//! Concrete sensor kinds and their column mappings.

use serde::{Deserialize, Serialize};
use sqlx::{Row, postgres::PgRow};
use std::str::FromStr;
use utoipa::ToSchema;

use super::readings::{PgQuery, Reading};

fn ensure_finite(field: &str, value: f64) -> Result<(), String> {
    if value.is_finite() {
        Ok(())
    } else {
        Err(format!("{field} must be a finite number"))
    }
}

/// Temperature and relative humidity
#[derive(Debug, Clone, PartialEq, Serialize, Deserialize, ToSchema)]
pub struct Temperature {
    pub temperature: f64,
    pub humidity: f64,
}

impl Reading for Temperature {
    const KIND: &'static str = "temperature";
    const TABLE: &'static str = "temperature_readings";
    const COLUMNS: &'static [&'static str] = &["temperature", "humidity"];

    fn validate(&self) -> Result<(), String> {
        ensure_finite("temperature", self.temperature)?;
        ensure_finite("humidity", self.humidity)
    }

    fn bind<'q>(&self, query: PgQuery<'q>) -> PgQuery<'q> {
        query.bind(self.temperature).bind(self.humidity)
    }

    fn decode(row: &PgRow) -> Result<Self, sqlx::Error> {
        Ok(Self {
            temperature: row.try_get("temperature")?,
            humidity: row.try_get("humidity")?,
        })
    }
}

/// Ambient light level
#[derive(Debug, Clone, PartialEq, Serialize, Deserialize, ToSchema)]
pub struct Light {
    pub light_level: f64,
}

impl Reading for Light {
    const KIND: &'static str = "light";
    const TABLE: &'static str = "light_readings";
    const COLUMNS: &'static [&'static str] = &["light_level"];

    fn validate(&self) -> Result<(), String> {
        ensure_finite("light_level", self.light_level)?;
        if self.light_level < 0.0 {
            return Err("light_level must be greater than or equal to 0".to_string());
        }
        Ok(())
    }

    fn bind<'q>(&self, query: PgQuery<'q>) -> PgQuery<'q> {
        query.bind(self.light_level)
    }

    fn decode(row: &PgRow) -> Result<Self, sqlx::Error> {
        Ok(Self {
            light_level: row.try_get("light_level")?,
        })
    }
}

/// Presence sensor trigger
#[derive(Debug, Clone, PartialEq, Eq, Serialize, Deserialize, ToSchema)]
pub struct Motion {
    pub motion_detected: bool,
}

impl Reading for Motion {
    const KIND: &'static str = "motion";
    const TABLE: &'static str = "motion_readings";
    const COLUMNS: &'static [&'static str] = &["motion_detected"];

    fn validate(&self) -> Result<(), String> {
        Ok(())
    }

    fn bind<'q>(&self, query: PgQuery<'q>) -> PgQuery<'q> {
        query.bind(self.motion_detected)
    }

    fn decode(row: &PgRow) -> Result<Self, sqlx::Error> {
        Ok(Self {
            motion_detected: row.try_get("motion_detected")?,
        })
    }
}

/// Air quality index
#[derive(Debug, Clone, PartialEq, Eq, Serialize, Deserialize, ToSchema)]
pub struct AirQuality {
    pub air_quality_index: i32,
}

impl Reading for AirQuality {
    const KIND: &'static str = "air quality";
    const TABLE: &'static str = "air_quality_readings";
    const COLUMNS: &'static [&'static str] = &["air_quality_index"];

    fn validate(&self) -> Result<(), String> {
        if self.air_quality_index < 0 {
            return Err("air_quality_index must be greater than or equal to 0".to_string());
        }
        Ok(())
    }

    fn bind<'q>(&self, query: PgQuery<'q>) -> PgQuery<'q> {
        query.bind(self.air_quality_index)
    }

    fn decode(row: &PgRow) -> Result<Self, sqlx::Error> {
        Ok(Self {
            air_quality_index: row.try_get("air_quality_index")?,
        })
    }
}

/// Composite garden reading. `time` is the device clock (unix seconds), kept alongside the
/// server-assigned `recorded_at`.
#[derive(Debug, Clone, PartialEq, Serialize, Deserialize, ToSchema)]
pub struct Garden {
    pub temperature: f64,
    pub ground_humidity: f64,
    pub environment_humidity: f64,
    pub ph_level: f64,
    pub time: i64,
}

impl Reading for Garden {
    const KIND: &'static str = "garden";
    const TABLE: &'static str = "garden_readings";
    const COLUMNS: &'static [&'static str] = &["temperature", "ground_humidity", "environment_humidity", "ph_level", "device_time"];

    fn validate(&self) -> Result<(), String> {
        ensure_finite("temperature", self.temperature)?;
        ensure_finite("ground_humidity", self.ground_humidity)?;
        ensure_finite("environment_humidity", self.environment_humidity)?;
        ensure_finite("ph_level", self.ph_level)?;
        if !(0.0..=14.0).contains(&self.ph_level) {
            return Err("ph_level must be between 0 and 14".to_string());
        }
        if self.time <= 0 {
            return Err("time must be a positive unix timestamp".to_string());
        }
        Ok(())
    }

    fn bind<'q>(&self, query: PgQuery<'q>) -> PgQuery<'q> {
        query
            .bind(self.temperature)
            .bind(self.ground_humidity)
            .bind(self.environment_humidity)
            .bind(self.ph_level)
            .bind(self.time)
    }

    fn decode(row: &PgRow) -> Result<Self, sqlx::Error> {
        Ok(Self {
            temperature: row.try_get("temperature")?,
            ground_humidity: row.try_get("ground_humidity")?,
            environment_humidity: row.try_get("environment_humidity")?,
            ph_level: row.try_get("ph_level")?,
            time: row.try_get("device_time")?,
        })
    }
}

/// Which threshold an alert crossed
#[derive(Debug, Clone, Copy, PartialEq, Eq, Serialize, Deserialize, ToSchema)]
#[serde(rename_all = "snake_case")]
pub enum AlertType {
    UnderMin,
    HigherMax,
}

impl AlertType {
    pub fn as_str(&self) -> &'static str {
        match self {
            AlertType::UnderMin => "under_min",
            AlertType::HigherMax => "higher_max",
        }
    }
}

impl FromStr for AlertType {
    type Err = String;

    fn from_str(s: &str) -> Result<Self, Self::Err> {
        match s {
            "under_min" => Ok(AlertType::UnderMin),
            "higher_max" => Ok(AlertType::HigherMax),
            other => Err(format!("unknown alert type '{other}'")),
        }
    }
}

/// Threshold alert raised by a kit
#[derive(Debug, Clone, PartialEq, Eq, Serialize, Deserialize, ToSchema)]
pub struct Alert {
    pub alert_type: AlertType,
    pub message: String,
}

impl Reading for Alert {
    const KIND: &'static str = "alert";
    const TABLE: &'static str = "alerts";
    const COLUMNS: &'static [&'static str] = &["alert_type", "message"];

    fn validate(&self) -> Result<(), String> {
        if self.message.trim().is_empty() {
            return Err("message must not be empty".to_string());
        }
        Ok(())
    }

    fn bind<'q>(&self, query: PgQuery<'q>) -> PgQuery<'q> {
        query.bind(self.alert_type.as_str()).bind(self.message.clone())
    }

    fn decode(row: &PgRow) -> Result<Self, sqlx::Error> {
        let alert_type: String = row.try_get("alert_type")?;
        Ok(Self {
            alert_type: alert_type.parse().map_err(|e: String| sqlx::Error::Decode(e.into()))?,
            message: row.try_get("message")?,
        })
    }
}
* * *
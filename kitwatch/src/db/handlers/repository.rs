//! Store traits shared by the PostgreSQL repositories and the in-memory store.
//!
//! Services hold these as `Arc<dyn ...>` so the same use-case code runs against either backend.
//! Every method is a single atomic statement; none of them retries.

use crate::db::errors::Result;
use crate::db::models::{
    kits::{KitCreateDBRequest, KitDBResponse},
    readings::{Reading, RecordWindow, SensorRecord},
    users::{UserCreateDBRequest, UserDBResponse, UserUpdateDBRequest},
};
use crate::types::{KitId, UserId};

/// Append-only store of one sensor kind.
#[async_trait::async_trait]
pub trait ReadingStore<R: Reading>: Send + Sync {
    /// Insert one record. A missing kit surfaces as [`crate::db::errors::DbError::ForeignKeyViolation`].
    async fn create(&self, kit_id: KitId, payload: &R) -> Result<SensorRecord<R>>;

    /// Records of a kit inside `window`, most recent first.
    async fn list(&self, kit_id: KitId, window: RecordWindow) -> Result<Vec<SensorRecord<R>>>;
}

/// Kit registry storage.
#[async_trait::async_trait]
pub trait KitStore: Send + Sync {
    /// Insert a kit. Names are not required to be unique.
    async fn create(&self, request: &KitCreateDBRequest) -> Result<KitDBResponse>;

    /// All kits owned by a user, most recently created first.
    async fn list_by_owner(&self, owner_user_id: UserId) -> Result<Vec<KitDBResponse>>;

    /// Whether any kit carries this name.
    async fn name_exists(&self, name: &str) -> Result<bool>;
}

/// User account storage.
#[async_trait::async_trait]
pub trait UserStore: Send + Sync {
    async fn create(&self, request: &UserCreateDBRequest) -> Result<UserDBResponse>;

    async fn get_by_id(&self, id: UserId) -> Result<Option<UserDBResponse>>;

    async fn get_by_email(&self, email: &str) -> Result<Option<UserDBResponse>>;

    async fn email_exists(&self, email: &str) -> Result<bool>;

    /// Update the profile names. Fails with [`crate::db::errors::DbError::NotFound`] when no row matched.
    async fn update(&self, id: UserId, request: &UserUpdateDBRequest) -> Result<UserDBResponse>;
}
---
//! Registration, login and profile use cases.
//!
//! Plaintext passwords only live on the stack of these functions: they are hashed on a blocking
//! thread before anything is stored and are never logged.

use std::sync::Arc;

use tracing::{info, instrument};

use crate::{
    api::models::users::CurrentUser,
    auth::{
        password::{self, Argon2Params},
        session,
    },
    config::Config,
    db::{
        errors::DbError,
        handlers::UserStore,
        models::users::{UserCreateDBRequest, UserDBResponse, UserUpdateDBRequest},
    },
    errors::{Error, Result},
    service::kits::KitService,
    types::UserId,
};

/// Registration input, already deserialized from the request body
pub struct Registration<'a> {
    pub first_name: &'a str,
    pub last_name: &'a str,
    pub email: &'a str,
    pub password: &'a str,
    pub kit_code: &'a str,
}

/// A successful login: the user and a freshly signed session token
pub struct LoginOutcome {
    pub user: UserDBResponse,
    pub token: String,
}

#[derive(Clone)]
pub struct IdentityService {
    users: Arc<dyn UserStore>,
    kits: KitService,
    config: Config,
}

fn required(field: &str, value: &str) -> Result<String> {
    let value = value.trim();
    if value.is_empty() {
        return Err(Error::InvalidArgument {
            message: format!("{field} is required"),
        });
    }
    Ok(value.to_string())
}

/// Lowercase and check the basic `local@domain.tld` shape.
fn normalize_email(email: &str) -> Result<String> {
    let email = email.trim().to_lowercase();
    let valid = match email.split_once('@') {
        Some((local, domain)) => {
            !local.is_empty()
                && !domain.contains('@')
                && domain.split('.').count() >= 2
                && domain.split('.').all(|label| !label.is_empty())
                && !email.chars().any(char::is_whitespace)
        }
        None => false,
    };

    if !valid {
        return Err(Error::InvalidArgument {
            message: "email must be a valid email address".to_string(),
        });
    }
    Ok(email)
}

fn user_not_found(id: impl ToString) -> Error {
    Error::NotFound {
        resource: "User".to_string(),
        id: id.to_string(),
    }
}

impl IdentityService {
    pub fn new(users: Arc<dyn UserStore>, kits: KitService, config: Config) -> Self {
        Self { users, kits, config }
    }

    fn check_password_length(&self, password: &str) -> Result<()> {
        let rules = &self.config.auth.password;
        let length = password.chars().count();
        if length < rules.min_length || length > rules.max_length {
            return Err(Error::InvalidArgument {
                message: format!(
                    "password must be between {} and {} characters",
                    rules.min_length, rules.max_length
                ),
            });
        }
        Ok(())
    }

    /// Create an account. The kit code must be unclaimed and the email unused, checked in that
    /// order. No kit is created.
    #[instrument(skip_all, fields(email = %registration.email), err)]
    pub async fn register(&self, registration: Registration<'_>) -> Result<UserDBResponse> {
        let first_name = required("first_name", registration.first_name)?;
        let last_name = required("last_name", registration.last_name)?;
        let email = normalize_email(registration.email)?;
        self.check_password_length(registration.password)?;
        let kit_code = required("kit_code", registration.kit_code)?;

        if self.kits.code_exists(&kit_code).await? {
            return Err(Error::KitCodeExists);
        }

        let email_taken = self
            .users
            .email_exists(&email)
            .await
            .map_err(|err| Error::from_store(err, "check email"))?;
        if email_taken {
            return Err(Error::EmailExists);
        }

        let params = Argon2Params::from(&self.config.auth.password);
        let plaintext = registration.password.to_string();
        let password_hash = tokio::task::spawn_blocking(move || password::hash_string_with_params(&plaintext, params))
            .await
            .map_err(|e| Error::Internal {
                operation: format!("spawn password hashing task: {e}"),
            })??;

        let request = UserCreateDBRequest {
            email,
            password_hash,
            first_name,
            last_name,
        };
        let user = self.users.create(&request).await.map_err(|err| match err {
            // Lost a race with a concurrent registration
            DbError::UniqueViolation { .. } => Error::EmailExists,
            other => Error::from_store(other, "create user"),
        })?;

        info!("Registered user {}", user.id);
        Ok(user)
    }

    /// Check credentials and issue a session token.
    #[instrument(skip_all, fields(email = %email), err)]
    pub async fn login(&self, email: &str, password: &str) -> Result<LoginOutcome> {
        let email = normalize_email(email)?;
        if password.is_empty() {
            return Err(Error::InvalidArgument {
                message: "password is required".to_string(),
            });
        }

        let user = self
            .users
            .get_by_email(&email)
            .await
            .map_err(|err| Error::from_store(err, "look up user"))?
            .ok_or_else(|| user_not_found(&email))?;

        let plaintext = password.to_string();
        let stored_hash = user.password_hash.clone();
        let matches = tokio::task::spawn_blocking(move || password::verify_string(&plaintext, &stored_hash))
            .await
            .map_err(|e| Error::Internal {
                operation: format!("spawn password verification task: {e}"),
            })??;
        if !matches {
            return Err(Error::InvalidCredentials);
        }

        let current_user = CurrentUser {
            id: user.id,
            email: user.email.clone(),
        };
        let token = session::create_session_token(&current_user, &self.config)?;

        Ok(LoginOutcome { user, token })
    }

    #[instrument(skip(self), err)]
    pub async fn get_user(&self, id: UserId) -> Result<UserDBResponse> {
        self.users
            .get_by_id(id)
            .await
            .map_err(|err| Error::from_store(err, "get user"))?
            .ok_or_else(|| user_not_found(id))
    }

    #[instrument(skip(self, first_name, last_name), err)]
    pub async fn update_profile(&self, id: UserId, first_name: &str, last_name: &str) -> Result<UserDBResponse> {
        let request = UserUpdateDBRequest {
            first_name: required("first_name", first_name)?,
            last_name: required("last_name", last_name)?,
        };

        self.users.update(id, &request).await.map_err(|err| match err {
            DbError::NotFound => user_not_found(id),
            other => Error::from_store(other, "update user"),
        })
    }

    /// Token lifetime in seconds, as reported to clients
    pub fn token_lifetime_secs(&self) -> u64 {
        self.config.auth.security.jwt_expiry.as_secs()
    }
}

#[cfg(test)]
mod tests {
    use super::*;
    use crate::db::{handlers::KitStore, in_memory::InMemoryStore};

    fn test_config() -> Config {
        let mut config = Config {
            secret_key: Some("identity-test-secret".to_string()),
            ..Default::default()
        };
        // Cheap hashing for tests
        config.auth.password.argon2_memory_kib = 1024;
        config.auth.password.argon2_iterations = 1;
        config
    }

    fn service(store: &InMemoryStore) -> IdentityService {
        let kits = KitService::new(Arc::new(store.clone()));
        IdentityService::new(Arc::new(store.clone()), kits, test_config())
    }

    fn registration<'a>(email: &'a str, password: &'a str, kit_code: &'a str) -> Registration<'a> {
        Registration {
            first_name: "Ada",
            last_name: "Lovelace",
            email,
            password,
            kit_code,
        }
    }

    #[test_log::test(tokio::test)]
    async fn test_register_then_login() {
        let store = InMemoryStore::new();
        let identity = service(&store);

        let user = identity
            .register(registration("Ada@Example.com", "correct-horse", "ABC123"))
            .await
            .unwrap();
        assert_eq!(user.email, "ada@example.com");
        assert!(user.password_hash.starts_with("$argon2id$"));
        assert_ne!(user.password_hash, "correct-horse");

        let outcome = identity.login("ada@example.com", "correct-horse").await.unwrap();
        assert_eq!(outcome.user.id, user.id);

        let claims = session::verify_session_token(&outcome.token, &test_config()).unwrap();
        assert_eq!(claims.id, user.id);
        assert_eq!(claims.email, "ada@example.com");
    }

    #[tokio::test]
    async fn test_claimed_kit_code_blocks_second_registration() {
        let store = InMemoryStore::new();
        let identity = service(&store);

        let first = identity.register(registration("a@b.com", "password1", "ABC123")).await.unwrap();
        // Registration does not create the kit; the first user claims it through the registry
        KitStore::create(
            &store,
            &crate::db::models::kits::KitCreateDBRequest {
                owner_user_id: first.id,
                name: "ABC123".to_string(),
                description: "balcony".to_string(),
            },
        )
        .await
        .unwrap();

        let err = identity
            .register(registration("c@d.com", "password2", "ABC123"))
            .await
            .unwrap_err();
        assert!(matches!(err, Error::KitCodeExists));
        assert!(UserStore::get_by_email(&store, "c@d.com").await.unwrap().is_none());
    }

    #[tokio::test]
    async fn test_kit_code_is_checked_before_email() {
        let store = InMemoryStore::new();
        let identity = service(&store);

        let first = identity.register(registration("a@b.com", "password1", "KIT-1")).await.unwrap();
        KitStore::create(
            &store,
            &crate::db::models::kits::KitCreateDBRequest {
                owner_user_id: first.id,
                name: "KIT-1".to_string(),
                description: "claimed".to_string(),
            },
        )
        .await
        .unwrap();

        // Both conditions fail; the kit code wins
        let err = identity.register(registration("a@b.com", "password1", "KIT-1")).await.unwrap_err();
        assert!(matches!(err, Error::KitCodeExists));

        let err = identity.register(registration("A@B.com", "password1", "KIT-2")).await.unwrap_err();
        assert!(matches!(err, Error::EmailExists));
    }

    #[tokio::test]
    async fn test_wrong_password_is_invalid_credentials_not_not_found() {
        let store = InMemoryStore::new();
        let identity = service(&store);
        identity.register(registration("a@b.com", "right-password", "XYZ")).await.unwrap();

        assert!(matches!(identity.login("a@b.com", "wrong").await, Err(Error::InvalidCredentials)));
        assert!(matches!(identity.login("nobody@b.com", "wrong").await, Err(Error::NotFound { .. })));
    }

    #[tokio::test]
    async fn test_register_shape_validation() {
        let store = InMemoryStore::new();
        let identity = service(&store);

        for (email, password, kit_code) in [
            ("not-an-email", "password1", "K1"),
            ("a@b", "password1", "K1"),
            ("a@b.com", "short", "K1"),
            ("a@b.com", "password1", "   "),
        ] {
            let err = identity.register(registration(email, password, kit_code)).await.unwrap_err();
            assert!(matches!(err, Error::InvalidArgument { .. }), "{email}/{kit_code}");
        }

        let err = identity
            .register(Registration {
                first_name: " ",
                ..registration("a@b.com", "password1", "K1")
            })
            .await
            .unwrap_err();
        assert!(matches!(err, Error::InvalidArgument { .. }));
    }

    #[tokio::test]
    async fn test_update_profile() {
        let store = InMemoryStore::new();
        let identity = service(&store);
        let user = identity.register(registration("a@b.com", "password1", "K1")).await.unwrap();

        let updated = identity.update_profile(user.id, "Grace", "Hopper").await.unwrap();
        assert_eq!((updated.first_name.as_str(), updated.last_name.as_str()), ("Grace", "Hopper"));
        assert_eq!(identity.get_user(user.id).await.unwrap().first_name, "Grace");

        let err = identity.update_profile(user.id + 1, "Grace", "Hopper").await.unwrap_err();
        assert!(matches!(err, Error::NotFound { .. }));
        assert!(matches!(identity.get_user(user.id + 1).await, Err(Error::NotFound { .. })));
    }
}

To do |
Your answer should be a number only: the count of lines above in which the string "RecordWindow" appears.

Answer to this task |
2